For every line in the entries that contains "starting", show the whole line.

━━━━━━━━━━━━━━━━━━━━

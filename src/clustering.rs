//! Group peaks detected across many samples into lines that correspond to the
//! same physical feature.
//!
//! Two strategies implement [`PeakClusterer`]:
//!
//! - [`HierarchicalClusterer`] runs average-linkage agglomerative clustering on
//!   the wavelengths and cuts the dendrogram at the tolerance. On a line,
//!   average-linkage clusters are always contiguous runs of the sorted values and
//!   the linkage distance between two neighbouring runs is the difference of
//!   their means, so the exact dendrogram is built by repeatedly merging the
//!   closest pair of neighbouring runs through a heap in `O(n log n)`.
//! - [`BinnedClusterer`] drops every peak into a fixed-width bin anchored half
//!   a tolerance below the lowest wavelength of the run. This is linear time but
//!   only approximates the hierarchical partition: two peaks a hair apart can
//!   land on opposite sides of a bin edge, and a wide spread of jittered peaks
//!   can be cut in two where the hierarchical method would keep it whole.
//!
//! [`ClusteringStrategy`] picks one of the two once per call.
use std::cmp::Ordering;
use std::collections::{BinaryHeap, HashMap, HashSet};
use std::fmt;

use log::{debug, info};
use thiserror::Error;

#[cfg(feature = "serde")]
use serde::{Deserialize, Serialize};

use crate::peak::{ColorBand, PeakRecord};

/// The peak count above which [`ClusteringStrategy::Auto`] switches to binning
pub const DEFAULT_HIERARCHICAL_LIMIT: usize = 10_000;

#[derive(Debug, Clone, PartialEq, Error)]
pub enum ClusteringError {
    #[error("No peaks were detected in any sample")]
    NoPeaksDetected,
    #[error("The clustering tolerance must be a positive finite number, got {0}")]
    InvalidTolerance(f64),
    #[error("Peak wavelengths must be finite")]
    NonFiniteWavelength,
}

/// Assign each wavelength a cluster label.
///
/// Labels are only meaningful for equality; two inputs share a label exactly
/// when they belong to the same cluster.
pub trait PeakClusterer {
    fn assign(&self, wavelengths: &[f64], tolerance_nm: f64) -> Vec<usize>;
}

/// A merge candidate between the run starting at `left` and the one at `right`
#[derive(Debug, Clone, Copy)]
struct MergeCandidate {
    distance: f64,
    left: usize,
    right: usize,
    left_stamp: u32,
    right_stamp: u32,
}

impl PartialEq for MergeCandidate {
    fn eq(&self, other: &Self) -> bool {
        self.cmp(other) == Ordering::Equal
    }
}

impl Eq for MergeCandidate {}

impl PartialOrd for MergeCandidate {
    fn partial_cmp(&self, other: &Self) -> Option<Ordering> {
        Some(self.cmp(other))
    }
}

impl Ord for MergeCandidate {
    // Reversed so the max-heap pops the closest, then leftmost, pair first
    fn cmp(&self, other: &Self) -> Ordering {
        other
            .distance
            .total_cmp(&self.distance)
            .then_with(|| other.left.cmp(&self.left))
    }
}

#[derive(Debug, Clone)]
struct Run {
    sum: f64,
    count: usize,
    end: usize,
    prev: Option<usize>,
    next: Option<usize>,
    alive: bool,
    stamp: u32,
}

impl Run {
    fn mean(&self) -> f64 {
        self.sum / self.count as f64
    }
}

/// Exact average-linkage clustering cut at the tolerance distance
#[derive(Debug, Default, Clone, Copy, PartialEq, Eq)]
pub struct HierarchicalClusterer;

impl HierarchicalClusterer {
    fn candidate(runs: &[Run], left: usize, right: usize) -> MergeCandidate {
        MergeCandidate {
            distance: runs[right].mean() - runs[left].mean(),
            left,
            right,
            left_stamp: runs[left].stamp,
            right_stamp: runs[right].stamp,
        }
    }
}

impl PeakClusterer for HierarchicalClusterer {
    fn assign(&self, wavelengths: &[f64], tolerance_nm: f64) -> Vec<usize> {
        let n = wavelengths.len();
        let mut order: Vec<usize> = (0..n).collect();
        order.sort_by(|a, b| wavelengths[*a].total_cmp(&wavelengths[*b]).then(a.cmp(b)));

        let mut runs: Vec<Run> = order
            .iter()
            .enumerate()
            .map(|(pos, i)| Run {
                sum: wavelengths[*i],
                count: 1,
                end: pos,
                prev: pos.checked_sub(1),
                next: if pos + 1 < n { Some(pos + 1) } else { None },
                alive: true,
                stamp: 0,
            })
            .collect();

        let mut heap: BinaryHeap<MergeCandidate> = (1..n)
            .map(|pos| Self::candidate(&runs, pos - 1, pos))
            .collect();

        while let Some(cand) = heap.pop() {
            let (left, right) = (cand.left, cand.right);
            if !runs[left].alive
                || !runs[right].alive
                || runs[left].stamp != cand.left_stamp
                || runs[right].stamp != cand.right_stamp
            {
                continue;
            }
            // Average linkage heights never decrease, so nothing later can merge
            if cand.distance > tolerance_nm {
                break;
            }

            let absorbed = runs[right].clone();
            runs[right].alive = false;
            let merged = &mut runs[left];
            merged.sum += absorbed.sum;
            merged.count += absorbed.count;
            merged.end = absorbed.end;
            merged.next = absorbed.next;
            merged.stamp += 1;
            let prev = merged.prev;
            let next = merged.next;

            if let Some(next) = next {
                runs[next].prev = Some(left);
                heap.push(Self::candidate(&runs, left, next));
            }
            if let Some(prev) = prev {
                heap.push(Self::candidate(&runs, prev, left));
            }
        }

        let mut labels = vec![0; n];
        let mut start = if n > 0 { Some(0) } else { None };
        let mut label = 0;
        while let Some(pos) = start {
            let run = &runs[pos];
            for i in &order[pos..=run.end] {
                labels[*i] = label;
            }
            label += 1;
            start = run.next;
        }
        labels
    }
}

/// Fixed-width binning with the lowest wavelength in the middle of the first bin
#[derive(Debug, Default, Clone, Copy, PartialEq, Eq)]
pub struct BinnedClusterer;

impl PeakClusterer for BinnedClusterer {
    fn assign(&self, wavelengths: &[f64], tolerance_nm: f64) -> Vec<usize> {
        let lowest = wavelengths.iter().copied().fold(f64::INFINITY, f64::min);
        let origin = lowest - tolerance_nm / 2.0;
        wavelengths
            .iter()
            .map(|w| ((w - origin) / tolerance_nm).floor() as usize)
            .collect()
    }
}

/// Which [`PeakClusterer`] to use for a clustering pass
#[derive(Debug, Clone, Copy, PartialEq, Eq)]
#[cfg_attr(feature = "serde", derive(Serialize, Deserialize))]
pub enum ClusteringStrategy {
    Hierarchical,
    Binned,
    /// Use [`ClusteringStrategy::Hierarchical`] below `threshold` peaks,
    /// [`ClusteringStrategy::Binned`] otherwise
    Auto { threshold: usize },
}

impl Default for ClusteringStrategy {
    fn default() -> Self {
        Self::Auto {
            threshold: DEFAULT_HIERARCHICAL_LIMIT,
        }
    }
}

impl ClusteringStrategy {
    /// Resolve [`ClusteringStrategy::Auto`] into a concrete strategy for `peak_count` peaks
    pub fn resolve(&self, peak_count: usize) -> ClusteringStrategy {
        match self {
            Self::Auto { threshold } => {
                if peak_count < *threshold {
                    Self::Hierarchical
                } else {
                    Self::Binned
                }
            }
            other => *other,
        }
    }
}

impl PeakClusterer for ClusteringStrategy {
    fn assign(&self, wavelengths: &[f64], tolerance_nm: f64) -> Vec<usize> {
        match self.resolve(wavelengths.len()) {
            Self::Binned => BinnedClusterer.assign(wavelengths, tolerance_nm),
            _ => HierarchicalClusterer.assign(wavelengths, tolerance_nm),
        }
    }
}

impl fmt::Display for ClusteringStrategy {
    fn fmt(&self, f: &mut fmt::Formatter<'_>) -> fmt::Result {
        match self {
            Self::Hierarchical => f.write_str("hierarchical"),
            Self::Binned => f.write_str("binned"),
            Self::Auto { threshold } => write!(f, "auto({threshold})"),
        }
    }
}

/// The identifier of a [`PeakGroup`] within its [`PeakGroups`], starting at 1
#[derive(Debug, Clone, Copy, PartialEq, Eq, Hash, PartialOrd, Ord)]
#[cfg_attr(feature = "serde", derive(Serialize, Deserialize))]
pub struct GroupId(pub usize);

impl fmt::Display for GroupId {
    fn fmt(&self, f: &mut fmt::Formatter<'_>) -> fmt::Result {
        write!(f, "{}", self.0)
    }
}

/// A set of peaks judged to come from the same spectral line
#[derive(Debug, Clone, PartialEq)]
#[cfg_attr(feature = "serde", derive(Serialize, Deserialize))]
pub struct PeakGroup {
    pub id: GroupId,
    pub peaks: Vec<PeakRecord>,
    pub mean_wavelength_nm: f64,
    pub mean_intensity: f64,
    /// The number of distinct samples contributing to this group
    pub sample_count: usize,
    pub color_band: ColorBand,
    pub is_principal: bool,
    /// Set when the group is selected as a principal line, e.g. `RGB-1 (Blue)`
    pub rank_label: Option<String>,
}

impl PeakGroup {
    /// Build a group from a non-empty list of peaks
    pub fn new(id: GroupId, peaks: Vec<PeakRecord>) -> Self {
        let n = peaks.len().max(1) as f64;
        let mean_wavelength_nm = peaks.iter().map(|p| p.wavelength_nm).sum::<f64>() / n;
        let mean_intensity = peaks.iter().map(|p| p.intensity).sum::<f64>() / n;
        let sample_count = peaks
            .iter()
            .map(|p| p.sample_index)
            .collect::<HashSet<_>>()
            .len();
        Self {
            id,
            peaks,
            mean_wavelength_nm,
            mean_intensity,
            sample_count,
            color_band: ColorBand::from_wavelength(mean_wavelength_nm),
            is_principal: false,
            rank_label: None,
        }
    }

    pub fn len(&self) -> usize {
        self.peaks.len()
    }

    pub fn is_empty(&self) -> bool {
        self.peaks.is_empty()
    }

    /// The percentage of `total_samples` this group was observed in
    pub fn detection_rate_pct(&self, total_samples: usize) -> f64 {
        if total_samples == 0 {
            return 0.0;
        }
        self.sample_count as f64 / total_samples as f64 * 100.0
    }

    /// The rank label for principal groups, `Group {id}` otherwise
    pub fn label(&self) -> String {
        self.rank_label
            .clone()
            .unwrap_or_else(|| format!("Group {}", self.id))
    }
}

/// All groups from one clustering pass, ordered by ascending mean wavelength.
///
/// A group's [`GroupId`] is its 1-based position in that order.
#[derive(Debug, Default, Clone, PartialEq)]
#[cfg_attr(feature = "serde", derive(Serialize, Deserialize))]
pub struct PeakGroups {
    groups: Vec<PeakGroup>,
    strategy: Option<ClusteringStrategy>,
    tolerance_nm: f64,
}

impl PeakGroups {
    pub fn len(&self) -> usize {
        self.groups.len()
    }

    pub fn is_empty(&self) -> bool {
        self.groups.is_empty()
    }

    pub fn iter(&self) -> std::slice::Iter<'_, PeakGroup> {
        self.groups.iter()
    }

    pub fn get(&self, id: GroupId) -> Option<&PeakGroup> {
        self.groups.get(id.0.checked_sub(1)?)
    }

    pub fn get_mut(&mut self, id: GroupId) -> Option<&mut PeakGroup> {
        self.groups.get_mut(id.0.checked_sub(1)?)
    }

    /// The concrete strategy that produced these groups
    pub fn strategy(&self) -> Option<ClusteringStrategy> {
        self.strategy
    }

    pub fn tolerance_nm(&self) -> f64 {
        self.tolerance_nm
    }

    pub fn total_peaks(&self) -> usize {
        self.groups.iter().map(|g| g.len()).sum()
    }

    /// Find the group a given peak was assigned to
    pub fn group_of(&self, peak: &PeakRecord) -> Option<&PeakGroup> {
        self.groups.iter().find(|g| g.peaks.contains(peak))
    }

    pub fn principal(&self) -> impl Iterator<Item = &PeakGroup> {
        self.groups.iter().filter(|g| g.is_principal)
    }

    /// Drop any principal marks from a previous selection
    pub fn clear_principal(&mut self) {
        for group in self.groups.iter_mut() {
            group.is_principal = false;
            group.rank_label = None;
        }
    }

    pub fn into_vec(self) -> Vec<PeakGroup> {
        self.groups
    }
}

impl<'a> IntoIterator for &'a PeakGroups {
    type Item = &'a PeakGroup;
    type IntoIter = std::slice::Iter<'a, PeakGroup>;

    fn into_iter(self) -> Self::IntoIter {
        self.groups.iter()
    }
}

/// Cluster `peaks` into [`PeakGroups`] using `strategy` with `tolerance_nm`
/// as the cut distance or bin width.
pub fn cluster_peaks(
    peaks: Vec<PeakRecord>,
    tolerance_nm: f64,
    strategy: ClusteringStrategy,
) -> Result<PeakGroups, ClusteringError> {
    if !(tolerance_nm.is_finite() && tolerance_nm > 0.0) {
        return Err(ClusteringError::InvalidTolerance(tolerance_nm));
    }
    if peaks.is_empty() {
        return Err(ClusteringError::NoPeaksDetected);
    }
    let wavelengths: Vec<f64> = peaks.iter().map(|p| p.wavelength_nm).collect();
    if wavelengths.iter().any(|w| !w.is_finite()) {
        return Err(ClusteringError::NonFiniteWavelength);
    }

    let resolved = strategy.resolve(peaks.len());
    debug!(
        "Clustering {} peaks with the {resolved} strategy at {tolerance_nm} nm",
        peaks.len()
    );
    let labels = resolved.assign(&wavelengths, tolerance_nm);

    let mut members: HashMap<usize, Vec<PeakRecord>> = HashMap::new();
    for (peak, label) in peaks.into_iter().zip(labels) {
        members.entry(label).or_default().push(peak);
    }

    let mut groups: Vec<PeakGroup> = members
        .into_values()
        .map(|peaks| PeakGroup::new(GroupId(0), peaks))
        .collect();
    groups.sort_by(|a, b| a.mean_wavelength_nm.total_cmp(&b.mean_wavelength_nm));
    for (i, group) in groups.iter_mut().enumerate() {
        group.id = GroupId(i + 1);
    }

    info!("{} peak groups identified", groups.len());
    Ok(PeakGroups {
        groups,
        strategy: Some(resolved),
        tolerance_nm,
    })
}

━━━━━━━━━━━━━━━━━━━━

* Reply *
/// A merge candidate between the run starting at `left` and the one at `right`
/// The identifier of a [`PeakGroup`] within its [`PeakGroups`], starting at 1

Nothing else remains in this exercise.